L'Orbán anti LGBT diventa un problema anche per Salvini e Meloni

- di: Diego Minuti
 
La battaglia che si sta combattendo in sede Ue tra 17 Paesi (diciamolo chiaramente, i più importanti) e l'Ungheria in materia di diritti LGBT è solo apparentemente lontana dalle problematiche politiche di casa nostra. Questo perché lo scontro che vede i pesi massimi dell'Unione contro Orbàn rischia di coinvolgere anche alcuni partiti italiani che, nel ''democratico illiberale'' (la definizione è del presidente magiaro), hanno scelto il loro alleato più solido in Europa; quello da prendere come punto di riferimento, ad esempio, nello spinoso problema dell'emigrazione clandestina. Parliamo di Lega e Fratelli d'Italia ai quali, forse, la battaglia che sulle tematiche LGBT Orbàn sta portando avanti di certo non li aiuta in quel lento processo di europeizzazione - in senso di Ue - che Matteo Salvini e Giorgia Meloni conducono da mesi, con l'obiettivo di accreditarsi politicamente con Bruxelles come partiti conservatori, ma non certo reazionari, nel senso più tecnico di questa definizione.
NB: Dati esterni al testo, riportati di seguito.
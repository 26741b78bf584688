//! Segmentation model acquisition
//!
//! Downloads the model file from a list of mirrors (first success wins),
//! optionally checks its SHA-256, and confirms an inference backend can load
//! it before it is trusted. Writes go through a temp file in the destination
//! directory, so a partial download never sits at the model path.

use crate::backends::BackendFactory;
use crate::config::InferenceConfig;
use crate::error::{CompositeError, Result};
use futures_util::stream::TryStreamExt;
#[cfg(feature = "cli")]
use indicatif::{ProgressBar, ProgressStyle};
use reqwest::Client;
use sha2::{Digest, Sha256};
use std::fs;
use std::path::{Path, PathBuf};
use tokio::io::AsyncWriteExt;
use tokio_util::io::StreamReader;

/// Public mirror of the U²-Net ONNX export
pub const DEFAULT_MODEL_URLS: &[&str] =
    &["https://github.com/danielgatis/rembg/releases/download/v0.0.0/u2net.onnx"];

/// Progress bar abstraction that works with and without CLI features
#[derive(Debug)]
pub enum ProgressIndicator {
    #[cfg(feature = "cli")]
    Indicatif(ProgressBar),
    NoOp,
}

impl ProgressIndicator {
    pub fn set_message(&self, msg: String) {
        match self {
            #[cfg(feature = "cli")]
            Self::Indicatif(pb) => pb.set_message(msg),
            Self::NoOp => {},
        }
    }

    pub fn set_length(&self, len: u64) {
        match self {
            #[cfg(feature = "cli")]
            Self::Indicatif(pb) => pb.set_length(len),
            Self::NoOp => {},
        }
    }

    pub fn set_position(&self, pos: u64) {
        match self {
            #[cfg(feature = "cli")]
            Self::Indicatif(pb) => pb.set_position(pos),
            Self::NoOp => {},
        }
    }

    pub fn finish_with_message(&self, msg: String) {
        match self {
            #[cfg(feature = "cli")]
            Self::Indicatif(pb) => pb.finish_with_message(msg),
            Self::NoOp => {},
        }
    }

    fn create(show_progress: bool) -> Self {
        #[cfg(feature = "cli")]
        if show_progress {
            let pb = ProgressBar::new(0);
            let style = ProgressStyle::default_bar()
                .template("{spinner:.green} [{elapsed_precise}] [{bar:40.cyan/blue}] {bytes}/{total_bytes} {msg}")
                .map(|style| style.progress_chars("#>-"))
                .unwrap_or_else(|_| ProgressStyle::default_bar());
            pb.set_style(style);
            return Self::Indicatif(pb);
        }
        #[cfg(not(feature = "cli"))]
        let _ = show_progress;
        Self::NoOp
    }
}

/// What to fetch and where to put it
#[derive(Debug, Clone)]
pub struct FetchRequest {
    pub destination: PathBuf,
    /// Mirrors tried in order
    pub urls: Vec<String>,
    /// Expected lowercase hex SHA-256 of the file
    pub sha256: Option<String>,
    /// Download even if the destination already exists
    pub force: bool,
}

impl FetchRequest {
    pub fn new<P: Into<PathBuf>>(destination: P) -> Self {
        Self {
            destination: destination.into(),
            urls: DEFAULT_MODEL_URLS.iter().map(|u| (*u).to_string()).collect(),
            sha256: None,
            force: false,
        }
    }
}

/// Result of [`ModelDownloader::fetch`]
#[derive(Debug, Clone, PartialEq, Eq)]
pub enum FetchOutcome {
    /// Destination already existed, nothing downloaded
    AlreadyPresent(PathBuf),
    Downloaded { path: PathBuf, url: String, bytes: u64 },
}

impl FetchOutcome {
    #[must_use]
    pub fn path(&self) -> &Path {
        match self {
            Self::AlreadyPresent(path) | Self::Downloaded { path, .. } => path,
        }
    }
}

/// Model downloader with progress reporting
#[derive(Debug)]
pub struct ModelDownloader {
    client: Client,
}

impl ModelDownloader {
    /// # Errors
    /// - Failed to create HTTP client
    pub fn new() -> Result<Self> {
        let client = Client::builder()
            .timeout(std::time::Duration::from_secs(300))
            .build()
            .map_err(|e| CompositeError::network_error("Failed to create HTTP client", e))?;

        Ok(Self { client })
    }

    /// Make sure the model file exists at `request.destination`
    ///
    /// # Errors
    /// - No URLs configured
    /// - Every mirror failed to download or failed the checksum
    /// - Destination directory not writable
    pub async fn fetch(&self, request: &FetchRequest, show_progress: bool) -> Result<FetchOutcome> {
        if request.destination.exists() && !request.force {
            log::info!("Model already exists at {}", request.destination.display());
            return Ok(FetchOutcome::AlreadyPresent(request.destination.clone()));
        }
        if request.urls.is_empty() {
            return Err(CompositeError::invalid_config("No model URLs configured"));
        }

        let parent = match request.destination.parent() {
            Some(parent) if !parent.as_os_str().is_empty() => parent.to_path_buf(),
            _ => PathBuf::from("."),
        };
        fs::create_dir_all(&parent)
            .map_err(|e| CompositeError::file_io_error("create model directory", &parent, &e))?;

        let progress = ProgressIndicator::create(show_progress);
        let mut failures = Vec::new();

        for url in &request.urls {
            if let Err(e) = validate_model_url(url) {
                log::warn!("Skipping {url}: {e}");
                failures.push(format!("{url}: {e}"));
                continue;
            }

            progress.set_message(format!("Downloading {url}"));
            match self.download_to_temp(url, &parent, &progress).await {
                Ok((temp, bytes)) => {
                    if !verify_file_integrity(temp.path(), request.sha256.as_deref())? {
                        failures.push(format!("{url}: checksum mismatch"));
                        continue;
                    }

                    temp.persist(&request.destination).map_err(|e| {
                        CompositeError::file_io_error(
                            "move model into place",
                            &request.destination,
                            &e.error,
                        )
                    })?;
                    progress.finish_with_message(format!("Saved {}", request.destination.display()));
                    log::info!(
                        "Downloaded {bytes} bytes from {url} to {}",
                        request.destination.display()
                    );
                    return Ok(FetchOutcome::Downloaded {
                        path: request.destination.clone(),
                        url: url.clone(),
                        bytes,
                    });
                },
                Err(e) => {
                    log::warn!("Download from {url} failed: {e}");
                    failures.push(format!("{url}: {e}"));
                },
            }
        }

        progress.finish_with_message("Download failed".to_string());
        Err(CompositeError::network_error(
            "Failed to download the model from every configured URL",
            std::io::Error::new(std::io::ErrorKind::Other, failures.join("; ")),
        ))
    }

    /// Stream one URL into a temp file next to the destination
    async fn download_to_temp(
        &self,
        url: &str,
        dir: &Path,
        progress: &ProgressIndicator,
    ) -> Result<(tempfile::NamedTempFile, u64)> {
        let response =
            self.client.get(url).send().await.map_err(|e| {
                CompositeError::network_error(format!("Failed to download {url}"), e)
            })?;

        if !response.status().is_success() {
            return Err(CompositeError::network_error(
                format!("HTTP error {} for {url}", response.status()),
                std::io::Error::new(std::io::ErrorKind::Other, "HTTP error"),
            ));
        }

        let total_size = response.content_length();
        if let Some(total) = total_size {
            progress.set_length(total);
        }

        let temp = tempfile::Builder::new()
            .prefix(".model-")
            .suffix(".part")
            .tempfile_in(dir)
            .map_err(|e| CompositeError::file_io_error("create temp file", dir, &e))?;
        let std_file = temp
            .reopen()
            .map_err(|e| CompositeError::file_io_error("open temp file", temp.path(), &e))?;
        let mut file = tokio::fs::File::from_std(std_file);

        let mut stream = StreamReader::new(
            response
                .bytes_stream()
                .map_err(|e| std::io::Error::new(std::io::ErrorKind::Other, e)),
        );

        let mut downloaded = 0u64;
        let mut buffer = vec![0; 64 * 1024];
        loop {
            let bytes_read = tokio::io::AsyncReadExt::read(&mut stream, &mut buffer)
                .await
                .map_err(|e| CompositeError::network_error("Failed to read download stream", e))?;
            if bytes_read == 0 {
                break;
            }

            file.write_all(buffer.get(..bytes_read).unwrap_or(&[]))
                .await
                .map_err(|e| CompositeError::file_io_error("write to file", temp.path(), &e))?;
            downloaded += bytes_read as u64;

            if total_size.is_some() {
                progress.set_position(downloaded);
            } else {
                progress.set_message(format!("Downloaded {:.1} MB", downloaded as f64 / 1_048_576.0));
            }
        }

        file.flush()
            .await
            .map_err(|e| CompositeError::file_io_error("flush file", temp.path(), &e))?;
        if downloaded == 0 {
            return Err(CompositeError::network_error(
                format!("Empty response from {url}"),
                std::io::Error::new(std::io::ErrorKind::UnexpectedEof, "no bytes received"),
            ));
        }

        Ok((temp, downloaded))
    }
}

/// Only plain http(s) URLs are fetched
///
/// # Errors
/// - Empty URL or a scheme other than http/https
pub fn validate_model_url(url: &str) -> Result<()> {
    if url.trim().is_empty() {
        return Err(CompositeError::invalid_config("Model URL cannot be empty"));
    }
    if !(url.starts_with("https://") || url.starts_with("http://")) {
        return Err(CompositeError::invalid_config(format!(
            "Unsupported URL scheme: {url}. Expected http:// or https://"
        )));
    }
    Ok(())
}

/// Compare a file's SHA-256 with `expected_hash`; `None` always passes
///
/// # Errors
/// - File cannot be read
pub fn verify_file_integrity(file_path: &Path, expected_hash: Option<&str>) -> Result<bool> {
    let Some(expected) = expected_hash else {
        return Ok(true);
    };

    let contents = fs::read(file_path).map_err(|e| {
        CompositeError::file_io_error("read file for verification", file_path, &e)
    })?;
    let actual_hash = format!("{:x}", Sha256::digest(&contents));

    if actual_hash.eq_ignore_ascii_case(expected.trim()) {
        Ok(true)
    } else {
        log::warn!(
            "File integrity check failed for {}: expected {}, got {}",
            file_path.display(),
            expected,
            actual_hash
        );
        Ok(false)
    }
}

/// Load the model once; delete it if no backend can
///
/// # Errors
/// - Backend creation or initialization failure (the file is removed)
pub fn verify_model_loads(config: &InferenceConfig, factory: &dyn BackendFactory) -> Result<()> {
    let outcome = factory
        .create_backend(config)
        .and_then(|mut backend| backend.initialize(config).map(|_| ()));

    if let Err(e) = outcome {
        log::error!("Model at {} failed to load: {e}", config.model_path.display());
        if config.model_path.exists() {
            fs::remove_file(&config.model_path).map_err(|io| {
                CompositeError::file_io_error("remove corrupt model", &config.model_path, &io)
            })?;
            log::warn!("Removed corrupt model file {}", config.model_path.display());
        }
        return Err(e);
    }

    log::info!("Model verified: {}", config.model_path.display());
    Ok(())
}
Il cammino di Lega e FdI in Europa non è certo agevole, soprattutto perché devono muoversi in ambiti politici che, essendo transnazionali, non sempre hanno creato per loro le migliori condizioni per proporsi come interlocutori. Ma questo non gli ha certo impedito di avere dei punti di riferimento in altri Paesi, dove le politiche di chi governa sono più in linea con la loro. Ma un conto è ragionare di come contrastare l'immigrazione clandestina (o, come nel caso dell'Ungheria, di transito non avendo il Paese un alto tasso di attrazione), un altro è regolare i rapporti tra lo Stato e le politiche di genere, soprattutto se chi sta al potere ha una visione a dir poco repressiva del dissenso, sia esso politico che legato alle rivendicazioni delle minoranze, comprendendo in questa definizione, ma solo per esemplificare, quelle LGBT.

Il Salvini che vuole diventare primo ministro e la Meloni che ambisce a guidare il centrodestra si riconoscono nelle politiche di Orbàn? I loro due partiti, sempre pronti a cavalcare il senso di insicurezza della gente, hanno alimentato la paura del diverso, inteso come clandestino ''brutto, cattivo, violento, spacciatore'', ma non come gay o lesbica. E' una scelta difficile da fare per i due leader italiani perché oggi si ritrovano, almeno in Europa, alleati o comunque contigui a chi della repressione sta facendo un sistema di governo, comprimendo i margini di libertà dell'opposizione, strangolando la stampa libera, violando ogni regole di giustizia ed equità quando si tratta di affidare lucrosi appalti pubblici, spesso finanziati grazie all'Ue, quella stessa Ue che ora lui dileggia. La furbizia dell'uomo politico ungherese è nota, come conferma la furba lettera inviata oggi a Giorgia Meloni, per ricordarle la loro solida alleanza e, forse, le battaglie passate.
Orbàn ha scritto di essere pronto a ''cooperare'' (un verbo difficile da interpretare oggi) con Fratelli d'Italia perché ''servono compagni di battaglia affidabili che abbiano una visione comune del mondo e diano risposte simili alle sfide dei nostri tempi''.

Ma il punto ''politico'' della lettera è questo: "Auspico che la cooperazione tra Fidesz - Alleanza Civica Ungherese e Fratelli d'Italia continuerà anche in futuro e che riusciremo a mantenere le nostre relazioni di amicizia basate sulla politica del buon senso, sui valori cristiani e conservatori. Le auguro molta forza per fronteggiare le sfide che si prospettano e tanto successo e buona salute nell'affrontare i suoi impegni carichi di responsabilità".

Insomma, Orbàn cerca di tornare a tessere la sua rete di collegamenti ed alleanze in un'Europa che comincia a guardarlo con astio e che potrebbe - ipotesi affatto remota, visto che in Ungheria le libertà civili e la tutela dei diritti sono stati praticamente spazzati - anche decidere di bacchettarlo, magari cominciando a chiudere i rubinetti di aiuti comunitari, spesso utilizzati per rafforzare il regime. Una battaglia perché Orbàn i suoi sodali in Europa continua ad averli (come la Polonia), certo non influenti come Germania, Francia ed Italia, ma certo disposti a scatenare una guerriglia regolamentare in sua difesa.